HOLYOKE, Mass. (AP) — A Massachusetts mayor has faced criticism for rescinding a previous mayor's executive order that declared racism and police violence public health emergencies.
Acting Holyoke Mayor Terence Murphy said last week in his decision that the order “has no immediate benefit” because the city has not yet acted on many of its plans.
“It is my expectation that all city departments consistently treat everyone with respect as we serve the public regardless of race or ethnicity,” Murphy, who was named acting mayor in April and does not plan to run in the fall, said to explain the decision.

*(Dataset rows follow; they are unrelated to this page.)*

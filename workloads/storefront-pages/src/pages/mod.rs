//! Page loaders.
//!
//! A loader gathers everything a page needs from the upstream sources,
//! runs the derived-state engines and keeps the result for rendering.

mod cart;
mod home;
mod product;

pub use cart::CartDrawer;
pub use home::HomePage;
pub use product::ProductPage;

use storefront_observability::{LogFormat, LogLevel, RequestId, StructuredLogger};

use crate::source::{CommerceSource, ContentSource};

/// How loaders log one request.
#[derive(Debug, Clone)]
pub struct LogSettings {
    /// Id handed over by the host; a fresh one is generated when unset.
    pub request_id: Option<RequestId>,
    pub min_level: LogLevel,
    pub format: LogFormat,
}

impl Default for LogSettings {
    fn default() -> Self {
        Self {
            request_id: None,
            min_level: LogLevel::Info,
            format: LogFormat::Json,
        }
    }
}

/// Upstream sources and request context handed to loaders by the host.
#[derive(Clone)]
pub struct Sources<'a> {
    pub commerce: &'a dyn CommerceSource,
    pub content: &'a dyn ContentSource,
    pub logging: LogSettings,
}

impl<'a> Sources<'a> {
    pub fn new(commerce: &'a dyn CommerceSource, content: &'a dyn ContentSource) -> Self {
        Self {
            commerce,
            content,
            logging: LogSettings::default(),
        }
    }

    pub fn with_logging(mut self, logging: LogSettings) -> Self {
        self.logging = logging;
        self
    }

    fn logger(&self, page: &str, route: String) -> StructuredLogger {
        let request_id = self
            .logging
            .request_id
            .clone()
            .unwrap_or_else(RequestId::generate);

        StructuredLogger::new(request_id)
            .with_page(page)
            .with_route(route)
            .with_min_level(self.logging.min_level)
            .with_format(self.logging.format)
    }
}
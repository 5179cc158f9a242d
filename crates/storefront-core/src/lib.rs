//! Storefront domain types and derived-state engines.
//!
//! This crate holds the small amount of real logic behind the storefront's
//! presentation layer:
//!
//! - **Countdown**: days/hours/minutes/seconds until a promotion expires,
//!   plus a scoped one-second ticker
//! - **Shipping**: progress toward the free-shipping threshold
//! - **Recommendations**: merging recommended and best-selling products
//! - **Catalog / Cart**: product summaries and cart totals feeding the above
//!
//! # Example
//!
//! ```rust
//! use storefront_core::prelude::*;
//!
//! let total = Money::from_decimal(40.0, Currency::GBP);
//! let minimum = Money::from_decimal(100.0, Currency::GBP);
//! let progress = compute_progress(&total, &minimum).unwrap();
//!
//! assert!(!progress.qualifies);
//! assert_eq!(progress.amount_remaining.display(), "\u{00a3}60.00");
//! ```

pub mod config;
pub mod error;
pub mod ids;
pub mod money;

pub mod cart;
pub mod catalog;
pub mod countdown;
pub mod recommendations;
pub mod shipping;

pub use config::StorefrontConfig;
pub use error::StorefrontError;
pub use ids::*;
pub use money::{Currency, Money};

/// Prelude for convenient imports.
pub mod prelude {
    pub use crate::config::StorefrontConfig;
    pub use crate::error::StorefrontError;
    pub use crate::ids::*;
    pub use crate::money::{Currency, Money};

    // Catalog
    pub use crate::catalog::{featured_filter, FeaturedTag, ProductImage, ProductSummary};

    // Cart
    pub use crate::cart::{Cart, LineItem};

    // Engines
    pub use crate::countdown::{
        compute_remaining, parse_promotion_expiry, remaining_for, Clock, CountdownTick,
        CountdownTimer, DigitVisibility, Remaining, SystemClock,
    };
    pub use crate::recommendations::{merge_recommendations, RecommendationResponse};
    pub use crate::shipping::{compute_progress, ShippingProgress};
}
//! CMS content models.

use chrono::{DateTime, Utc};
use serde::{Deserialize, Serialize};

use storefront_core::countdown::parse_promotion_expiry;
use storefront_core::StorefrontError;

/// Announcement bar content.
#[derive(Debug, Clone, Serialize, Deserialize, PartialEq)]
#[serde(rename_all = "camelCase")]
pub struct AnnouncementContent {
    pub message: String,
    /// Free text entered by editors, e.g. "2023-09-19T00:00:00Z".
    #[serde(default)]
    pub expires_at: Option<String>,
}

impl Default for AnnouncementContent {
    fn default() -> Self {
        Self {
            message: "Buy three, get 30 percent off".to_string(),
            expires_at: None,
        }
    }
}

impl AnnouncementContent {
    pub fn new(message: impl Into<String>, expires_at: Option<&str>) -> Self {
        Self {
            message: message.into(),
            expires_at: expires_at.map(str::to_string),
        }
    }

    /// Parsed expiry. `Ok(None)` when the editors left it blank.
    pub fn expiry(&self) -> Result<Option<DateTime<Utc>>, StorefrontError> {
        match self.expires_at.as_deref().map(str::trim) {
            None | Some("") => Ok(None),
            Some(text) => parse_promotion_expiry(text).map(Some),
        }
    }
}

/// Reference from one CMS document to another.
#[derive(Debug, Clone, Serialize, Deserialize, PartialEq)]
pub struct Reference {
    #[serde(rename = "_ref")]
    pub target: String,
}

/// Product document in the CMS, mirroring a commerce product by slug.
#[derive(Debug, Clone, Serialize, Deserialize, PartialEq)]
#[serde(rename_all = "camelCase")]
pub struct CmsProduct {
    #[serde(rename = "_id")]
    pub id: String,
    /// Commerce product handle this document describes.
    pub slug: String,
    pub title: String,
    #[serde(default)]
    pub image_url: Option<String>,
    /// Products styled together with this one.
    #[serde(default)]
    pub complete_the_look: Vec<Reference>,
}

impl CmsProduct {
    pub fn new(id: impl Into<String>, slug: impl Into<String>, title: impl Into<String>) -> Self {
        Self {
            id: id.into(),
            slug: slug.into(),
            title: title.into(),
            image_url: None,
            complete_the_look: Vec::new(),
        }
    }

    pub fn with_look(mut self, ids: &[&str]) -> Self {
        self.complete_the_look = ids
            .iter()
            .map(|id| Reference {
                target: id.to_string(),
            })
            .collect();
        self
    }
}

/// All product documents from the CMS.
#[derive(Debug, Clone, Default, Serialize, Deserialize, PartialEq)]
pub struct CmsCatalog {
    pub products: Vec<CmsProduct>,
}

impl CmsCatalog {
    pub fn new(products: Vec<CmsProduct>) -> Self {
        Self { products }
    }

    pub fn find_by_slug(&self, slug: &str) -> Option<&CmsProduct> {
        self.products.iter().find(|p| p.slug == slug)
    }

    /// Products referenced by `product`'s complete-the-look list, in
    /// catalog order. Dangling references are skipped.
    pub fn complete_the_look(&self, product: &CmsProduct) -> Vec<&CmsProduct> {
        self.products
            .iter()
            .filter(|candidate| {
                product
                    .complete_the_look
                    .iter()
                    .any(|reference| reference.target == candidate.id)
            })
            .collect()
    }
}

#[cfg(test)]
mod tests {
    use super::*;

    fn catalog() -> CmsCatalog {
        CmsCatalog::new(vec![
            CmsProduct::new("doc-1", "snowboard", "Snowboard").with_look(&["doc-3", "doc-2", "doc-9"]),
            CmsProduct::new("doc-2", "bindings", "Bindings"),
            CmsProduct::new("doc-3", "goggles", "Goggles"),
        ])
    }

    #[test]
    fn test_complete_the_look_in_catalog_order() {
        let catalog = catalog();
        let board = catalog.find_by_slug("snowboard").unwrap();

        let look: Vec<&str> = catalog
            .complete_the_look(board)
            .iter()
            .map(|p| p.slug.as_str())
            .collect();
        assert_eq!(look, vec!["bindings", "goggles"]);
    }

    #[test]
    fn test_find_missing_slug() {
        assert!(catalog().find_by_slug("helmet").is_none());
    }

    #[test]
    fn test_deserialize_cms_document() {
        let json = r#"{
            "_id": "doc-1",
            "slug": "snowboard",
            "title": "Snowboard",
            "completeTheLook": [{"_ref": "doc-2"}]
        }"#;
        let product: CmsProduct = serde_json::from_str(json).unwrap();
        assert_eq!(product.complete_the_look[0].target, "doc-2");
    }

    #[test]
    fn test_announcement_expiry() {
        let blank = AnnouncementContent::new("Sale", Some("  "));
        assert_eq!(blank.expiry().unwrap(), None);

        let set = AnnouncementContent::new("Sale", Some("2023-09-19"));
        assert!(set.expiry().unwrap().is_some());

        let bad = AnnouncementContent::new("Sale", Some("soon"));
        assert!(bad.expiry().is_err());
    }
}
//! Content models for storefront pages.

mod cms;

pub use cms::*;
//! Announcement bar with the promotion countdown.

use storefront_core::countdown::CountdownTick;

use super::escape_html;
use crate::data::AnnouncementContent;

/// Render the announcement bar.
///
/// `countdown` is `None` when the promotion has no usable expiry; the bar
/// then shows the message alone.
pub fn render_announcement(content: &AnnouncementContent, countdown: Option<&CountdownTick>) -> String {
    let timer = countdown.map(render_countdown).unwrap_or_default();

    format!(
        r#"<section class="announcement" data-section="announcement">
    <p class="announcement-message">{message}</p>{timer}
</section>"#,
        message = escape_html(&content.message),
        timer = timer
    )
}

/// Render the four countdown fields. The seconds digit carries the blink
/// color for the current tick.
pub fn render_countdown(tick: &CountdownTick) -> String {
    let remaining = &tick.remaining;
    format!(
        r#"
    <div class="countdown" data-expired="{expired}">
        <span class="countdown-days">{days}d</span>
        <span class="countdown-hours">{hours:02}h</span>
        <span class="countdown-minutes">{minutes:02}m</span>
        <span class="countdown-seconds" style="color: {color}">{seconds:02}s</span>
    </div>"#,
        expired = remaining.is_expired(),
        days = remaining.days,
        hours = remaining.hours,
        minutes = remaining.minutes,
        seconds = remaining.seconds,
        color = tick.visibility.css_color()
    )
}

#[cfg(test)]
mod tests {
    use super::*;
    use chrono::{TimeZone, Utc};

    #[test]
    fn test_countdown_fields_and_blink() {
        let now = Utc.with_ymd_and_hms(2023, 9, 18, 22, 58, 59).unwrap();
        let target = Utc.with_ymd_and_hms(2023, 9, 19, 0, 0, 0).unwrap();
        let tick = CountdownTick::at(Some(target), now);

        let html = render_countdown(&tick);
        assert!(html.contains(r#"<span class="countdown-hours">01h</span>"#));
        assert!(html.contains(r#"<span class="countdown-minutes">01m</span>"#));
        assert!(html.contains(r#"style="color: transparent">01s"#));
    }

    #[test]
    fn test_message_only_without_countdown() {
        let content = AnnouncementContent::new("Free <b>returns</b>", None);
        let html = render_announcement(&content, None);

        assert!(html.contains("Free &lt;b&gt;returns&lt;/b&gt;"));
        assert!(!html.contains("countdown"));
    }
}
//! Observability for storefront page renders.
//!
//! This crate provides:
//! - `RequestId` - Unique id correlating every log line of one page render
//! - `StructuredLogger` - Structured logging with page/route context

mod logging;
mod request;

pub use logging::*;
pub use request::*;
//! Config file loading.

use std::path::Path;

use anyhow::{Context, Result};

use storefront_core::StorefrontConfig;

/// File names searched for when `--config` is not given.
pub const CONFIG_NAMES: [&str; 3] = ["storefront.toml", ".storefront.toml", "storefront.json"];

/// Load and validate a config file; `.json` files are JSON, anything else TOML.
pub fn load(path: &Path) -> Result<StorefrontConfig> {
    let content = std::fs::read_to_string(path)
        .with_context(|| format!("Failed to read config file: {}", path.display()))?;

    if is_json(path) {
        StorefrontConfig::from_json_str(&content)
            .with_context(|| format!("Failed to parse JSON config: {}", path.display()))
    } else {
        StorefrontConfig::from_toml_str(&content)
            .with_context(|| format!("Failed to parse TOML config: {}", path.display()))
    }
}

/// Serialize in the format matching `path`'s extension.
pub fn render(config: &StorefrontConfig, path: &Path) -> Result<String> {
    if is_json(path) {
        Ok(serde_json::to_string_pretty(config)?)
    } else {
        Ok(toml::to_string_pretty(config)?)
    }
}

fn is_json(path: &Path) -> bool {
    path.extension().is_some_and(|ext| ext == "json")
}

#[cfg(test)]
mod tests {
    use super::*;

    fn write_temp(name: &str, content: &str) -> std::path::PathBuf {
        let dir = std::env::temp_dir().join(format!("storefront-cli-{}", std::process::id()));
        std::fs::create_dir_all(&dir).unwrap();
        let path = dir.join(name);
        std::fs::write(&path, content).unwrap();
        path
    }

    #[test]
    fn test_load_toml() {
        let path = write_temp("a.toml", "[shipping]\nfree_shipping_minimum = 50.0\n");
        let config = load(&path).unwrap();
        assert_eq!(config.shipping.free_shipping_minimum, 50.0);
        assert_eq!(config.recommendations.count, 12);
    }

    #[test]
    fn test_load_json_with_unlimited_recommendations() {
        let path = write_temp("b.json", r#"{"recommendations": {"limit": null}}"#);
        let config = load(&path).unwrap();
        assert_eq!(config.recommendations.limit, None);
    }

    #[test]
    fn test_invalid_config_is_rejected() {
        let path = write_temp("c.toml", "[shipping]\nfree_shipping_minimum = 0.0\n");
        let err = load(&path).unwrap_err();
        assert!(format!("{:#}", err).contains("free_shipping_minimum"));
    }

    #[test]
    fn test_missing_file() {
        let err = load(Path::new("/nonexistent/storefront.toml")).unwrap_err();
        assert!(err.to_string().starts_with("Failed to read config file"));
    }
}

The order was signed last year by former Mayor Alex Morse.
Mayoral candidate Gloria Caballero-Roca called Murphy's reasoning “weak."

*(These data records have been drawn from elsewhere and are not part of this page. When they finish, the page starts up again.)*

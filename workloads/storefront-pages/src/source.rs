//! Upstream data sources.
//!
//! Pages never talk to the commerce platform or the CMS directly; hosts
//! hand them implementations of these traits. The in-memory versions back
//! tests, fixtures and the CLI.

use std::collections::HashMap;

use async_trait::async_trait;
use serde::Deserialize;

use storefront_core::catalog::ProductSummary;
use storefront_core::ids::ProductId;
use storefront_core::recommendations::RecommendationResponse;

use crate::data::{AnnouncementContent, CmsCatalog};
use crate::error::SourceError;

/// Commerce platform queries used by the pages.
#[async_trait]
pub trait CommerceSource: Send + Sync {
    /// Product by URL handle, `None` if the platform has no such product.
    async fn product(&self, handle: &str) -> Result<Option<ProductSummary>, SourceError>;

    /// Recommendations for `product_id` plus `count` best sellers.
    async fn recommendations(
        &self,
        product_id: &ProductId,
        count: usize,
    ) -> Result<RecommendationResponse, SourceError>;

    /// At most `count` products matching a `tag:<Tag>` filter.
    async fn featured_products(
        &self,
        filter: &str,
        count: usize,
    ) -> Result<Vec<ProductSummary>, SourceError>;
}

/// Headless CMS queries used by the pages.
#[async_trait]
pub trait ContentSource: Send + Sync {
    /// Current announcement, if editors published one.
    async fn announcement(&self) -> Result<Option<AnnouncementContent>, SourceError>;

    /// Every product document.
    async fn catalog(&self) -> Result<CmsCatalog, SourceError>;
}

/// Commerce data held in memory.
#[derive(Debug, Clone, Default, Deserialize)]
#[serde(rename_all = "camelCase")]
pub struct InMemoryCommerce {
    #[serde(default)]
    pub products: Vec<ProductSummary>,
    /// Platform recommendations keyed by product id.
    #[serde(default)]
    pub recommendations: HashMap<ProductId, Vec<ProductSummary>>,
    #[serde(default)]
    pub best_sellers: Vec<ProductSummary>,
}

impl InMemoryCommerce {
    pub fn new() -> Self {
        Self::default()
    }

    pub fn with_product(mut self, product: ProductSummary) -> Self {
        self.products.push(product);
        self
    }

    pub fn with_recommendations(mut self, id: impl Into<ProductId>, products: Vec<ProductSummary>) -> Self {
        self.recommendations.insert(id.into(), products);
        self
    }

    pub fn with_best_sellers(mut self, products: Vec<ProductSummary>) -> Self {
        self.best_sellers = products;
        self
    }

    /// Load a fixture document.
    pub fn from_json(json: &str) -> Result<Self, SourceError> {
        serde_json::from_str(json).map_err(|e| SourceError::Malformed {
            source_name: "commerce",
            message: e.to_string(),
        })
    }
}

#[async_trait]
impl CommerceSource for InMemoryCommerce {
    async fn product(&self, handle: &str) -> Result<Option<ProductSummary>, SourceError> {
        Ok(self.products.iter().find(|p| p.handle == handle).cloned())
    }

    async fn recommendations(
        &self,
        product_id: &ProductId,
        count: usize,
    ) -> Result<RecommendationResponse, SourceError> {
        let best_sellers: Vec<ProductSummary> = self.best_sellers.iter().take(count).cloned().collect();
        Ok(RecommendationResponse {
            recommended: self.recommendations.get(product_id).cloned(),
            additional: (!best_sellers.is_empty()).then_some(best_sellers),
        })
    }

    async fn featured_products(
        &self,
        filter: &str,
        count: usize,
    ) -> Result<Vec<ProductSummary>, SourceError> {
        let tag = filter.strip_prefix("tag:").unwrap_or(filter);
        Ok(self
            .products
            .iter()
            .filter(|p| p.has_tag(tag))
            .take(count)
            .cloned()
            .collect())
    }
}

/// CMS content held in memory.
#[derive(Debug, Clone, Default, Deserialize)]
pub struct InMemoryContent {
    #[serde(default)]
    pub announcement: Option<AnnouncementContent>,
    #[serde(default)]
    pub catalog: CmsCatalog,
}

impl InMemoryContent {
    pub fn new() -> Self {
        Self::default()
    }

    pub fn with_announcement(mut self, announcement: AnnouncementContent) -> Self {
        self.announcement = Some(announcement);
        self
    }

    pub fn with_catalog(mut self, catalog: CmsCatalog) -> Self {
        self.catalog = catalog;
        self
    }
}

#[async_trait]
impl ContentSource for InMemoryContent {
    async fn announcement(&self) -> Result<Option<AnnouncementContent>, SourceError> {
        Ok(self.announcement.clone())
    }

    async fn catalog(&self) -> Result<CmsCatalog, SourceError> {
        Ok(self.catalog.clone())
    }
}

“I would think that any call to consciousness-raising around the subject of endemic racism in an effort to make more public an understanding of the experience of Blacks and Latinos is a good thing, not to be cast aside,” Caballero-Roca told The Daily Hampshire Gazette.
Elizabeth Caretti Ramirez, a member of the city’s citizen police advisory committee, thinks Murphy is naive.
“It’s very clear that Murphy thinks that if we’re all just nice to each other, then racism isn’t a problem,” she said. “This is an institutional, systemic issue, and he’s the face of the institution and system right now.”